Hutchinson-Gilford Progeria Syndrome (HGPS) is a fatal genetic disorder caused by progerin, a mutant lamin A variant that disrupts nuclear architecture and drives systemic cellular dysfunction. Gastrointestinal (GI) involvement in HGPS remains poorly understood, despite growing evidence of gut abnormalities and microbial dysbiosis in progeroid mouse models. Here, we provide the first comprehensive characterization of colonic pathology in Lmna^G609G/G609G mice and assess the therapeutic impact of baricitinib (Bar), a JAK-STAT inhibitor, lonafarnib (FTI), the only FDA-approved therapy, and their combination on colonic health. Bar + FTI combination therapy most effectively lowered progerin levels, preserved colonic architecture and epithelial regeneration markers, while also reducing inflammation, cellular senescence, and early fibrotic changes.

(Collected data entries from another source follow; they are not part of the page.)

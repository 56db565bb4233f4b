//! Order intent types.
//!
//! An [`OrderIntent`] captures what the caller wants to do, independent of
//! any gateway encoding. Price requirements per order kind are enforced at
//! translation time, not here.

use std::fmt;
use std::str::FromStr;

use rust_decimal::Decimal;
use serde::{Deserialize, Serialize};

use crate::error::{UnsupportedError, ValidationError};

/// Side of an order.
#[derive(Debug, Clone, Copy, PartialEq, Eq, Hash, Serialize, Deserialize)]
pub enum OrderAction {
    Buy,
    Sell,
}

impl OrderAction {
    #[must_use]
    pub const fn wire_code(self) -> &'static str {
        match self {
            OrderAction::Buy => "BUY",
            OrderAction::Sell => "SELL",
        }
    }
}

impl FromStr for OrderAction {
    type Err = ValidationError;

    fn from_str(s: &str) -> Result<Self, Self::Err> {
        match s.trim().to_ascii_uppercase().as_str() {
            "BUY" => Ok(OrderAction::Buy),
            "SELL" => Ok(OrderAction::Sell),
            other => Err(ValidationError::InvalidValue {
                field: "action",
                reason: format!("expected BUY or SELL, got '{other}'"),
            }),
        }
    }
}

impl fmt::Display for OrderAction {
    fn fmt(&self, f: &mut fmt::Formatter<'_>) -> fmt::Result {
        f.write_str(self.wire_code())
    }
}

/// Supported order kinds.
#[derive(Debug, Clone, Copy, PartialEq, Eq, Hash, Serialize, Deserialize)]
pub enum OrderKind {
    Market,
    Limit,
    Stop,
    StopLimit,
}

impl OrderKind {
    /// Order-type code understood by the gateway. Note the embedded space in
    /// the stop-limit code; it is part of the wire vocabulary.
    #[must_use]
    pub const fn wire_code(self) -> &'static str {
        match self {
            OrderKind::Market => "MKT",
            OrderKind::Limit => "LMT",
            OrderKind::Stop => "STP",
            OrderKind::StopLimit => "STP LMT",
        }
    }
}

impl FromStr for OrderKind {
    type Err = UnsupportedError;

    /// Accepts the kind names case-insensitively; stop-limit also with an
    /// underscore (`STOP_LIMIT`).
    fn from_str(s: &str) -> Result<Self, Self::Err> {
        match s.trim().to_ascii_uppercase().as_str() {
            "MARKET" => Ok(OrderKind::Market),
            "LIMIT" => Ok(OrderKind::Limit),
            "STOP" => Ok(OrderKind::Stop),
            "STOPLIMIT" | "STOP_LIMIT" => Ok(OrderKind::StopLimit),
            other => Err(UnsupportedError::OrderType {
                tag: other.to_string(),
            }),
        }
    }
}

impl fmt::Display for OrderKind {
    fn fmt(&self, f: &mut fmt::Formatter<'_>) -> fmt::Result {
        f.write_str(self.wire_code())
    }
}

/// What the caller wants to do, before any gateway encoding.
#[derive(Debug, Clone, PartialEq, Serialize, Deserialize)]
pub struct OrderIntent {
    pub action: OrderAction,
    pub order_type: OrderKind,
    pub quantity: Decimal,
    #[serde(default)]
    pub limit_price: Option<Decimal>,
    #[serde(default)]
    pub stop_price: Option<Decimal>,
    #[serde(default)]
    pub time_in_force: Option<String>,
    /// Margin/commission preview instead of a live submission.
    #[serde(default)]
    pub what_if: bool,
    /// Transmit immediately; `false` stages the order at the gateway.
    #[serde(default = "default_transmit")]
    pub transmit: bool,
    #[serde(default)]
    pub order_reference: Option<String>,
    #[serde(default)]
    pub account: Option<String>,
    #[serde(default)]
    pub fa_group: Option<String>,
    #[serde(default)]
    pub fa_profile: Option<String>,
    #[serde(default)]
    pub fa_method: Option<String>,
    #[serde(default)]
    pub fa_percentage: Option<String>,
}

fn default_transmit() -> bool {
    true
}

impl OrderIntent {
    pub fn new(action: OrderAction, order_type: OrderKind, quantity: Decimal) -> Self {
        Self {
            action,
            order_type,
            quantity,
            limit_price: None,
            stop_price: None,
            time_in_force: None,
            what_if: false,
            transmit: true,
            order_reference: None,
            account: None,
            fa_group: None,
            fa_profile: None,
            fa_method: None,
            fa_percentage: None,
        }
    }

    pub fn market(action: OrderAction, quantity: Decimal) -> Self {
        Self::new(action, OrderKind::Market, quantity)
    }

    pub fn limit(action: OrderAction, quantity: Decimal, limit_price: Decimal) -> Self {
        let mut intent = Self::new(action, OrderKind::Limit, quantity);
        intent.limit_price = Some(limit_price);
        intent
    }

    pub fn stop(action: OrderAction, quantity: Decimal, stop_price: Decimal) -> Self {
        let mut intent = Self::new(action, OrderKind::Stop, quantity);
        intent.stop_price = Some(stop_price);
        intent
    }

    pub fn stop_limit(
        action: OrderAction,
        quantity: Decimal,
        limit_price: Decimal,
        stop_price: Decimal,
    ) -> Self {
        let mut intent = Self::new(action, OrderKind::StopLimit, quantity);
        intent.limit_price = Some(limit_price);
        intent.stop_price = Some(stop_price);
        intent
    }

    #[must_use]
    pub fn with_limit_price(mut self, price: Decimal) -> Self {
        self.limit_price = Some(price);
        self
    }

    #[must_use]
    pub fn with_stop_price(mut self, price: Decimal) -> Self {
        self.stop_price = Some(price);
        self
    }

    #[must_use]
    pub fn with_time_in_force(mut self, tif: impl Into<String>) -> Self {
        self.time_in_force = Some(tif.into());
        self
    }

    #[must_use]
    pub fn with_account(mut self, account: impl Into<String>) -> Self {
        self.account = Some(account.into());
        self
    }

    #[must_use]
    pub fn with_order_reference(mut self, reference: impl Into<String>) -> Self {
        self.order_reference = Some(reference.into());
        self
    }

    /// Request a margin/commission preview instead of a live submission.
    #[must_use]
    pub fn as_what_if(mut self) -> Self {
        self.what_if = true;
        self
    }

    #[must_use]
    pub fn with_transmit(mut self, transmit: bool) -> Self {
        self.transmit = transmit;
        self
    }

    #[must_use]
    pub fn with_fa_group(mut self, group: impl Into<String>) -> Self {
        self.fa_group = Some(group.into());
        self
    }

    #[must_use]
    pub fn with_fa_profile(mut self, profile: impl Into<String>) -> Self {
        self.fa_profile = Some(profile.into());
        self
    }

    #[must_use]
    pub fn with_fa_method(mut self, method: impl Into<String>) -> Self {
        self.fa_method = Some(method.into());
        self
    }

    #[must_use]
    pub fn with_fa_percentage(mut self, percentage: impl Into<String>) -> Self {
        self.fa_percentage = Some(percentage.into());
        self
    }
}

Notably, FTI monotherapy aggravated inflammation via STAT1 activation, an effect reversed by Bar co-administration. Bar also emerged as the primary driver in mitigating colonic tissue senescence, highlighting its role in supporting intestinal homeostasis. In addition, we observed marked microbial dysbiosis in HGPS mice, particularly in late-stage disease. While both monotherapies induced distinct shifts in gut microbiota, combination therapy preserved a profile more closely resembling healthy controls. These findings expand the current understanding of GI involvement in HGPS and identify the colon as a site where JAK-STAT inhibition enhances the therapeutic profile of FTI.

Baricitinib; Hutchinson‐Gilford progeria syndrome; JAK–STAT; lonafarnib; microbiome.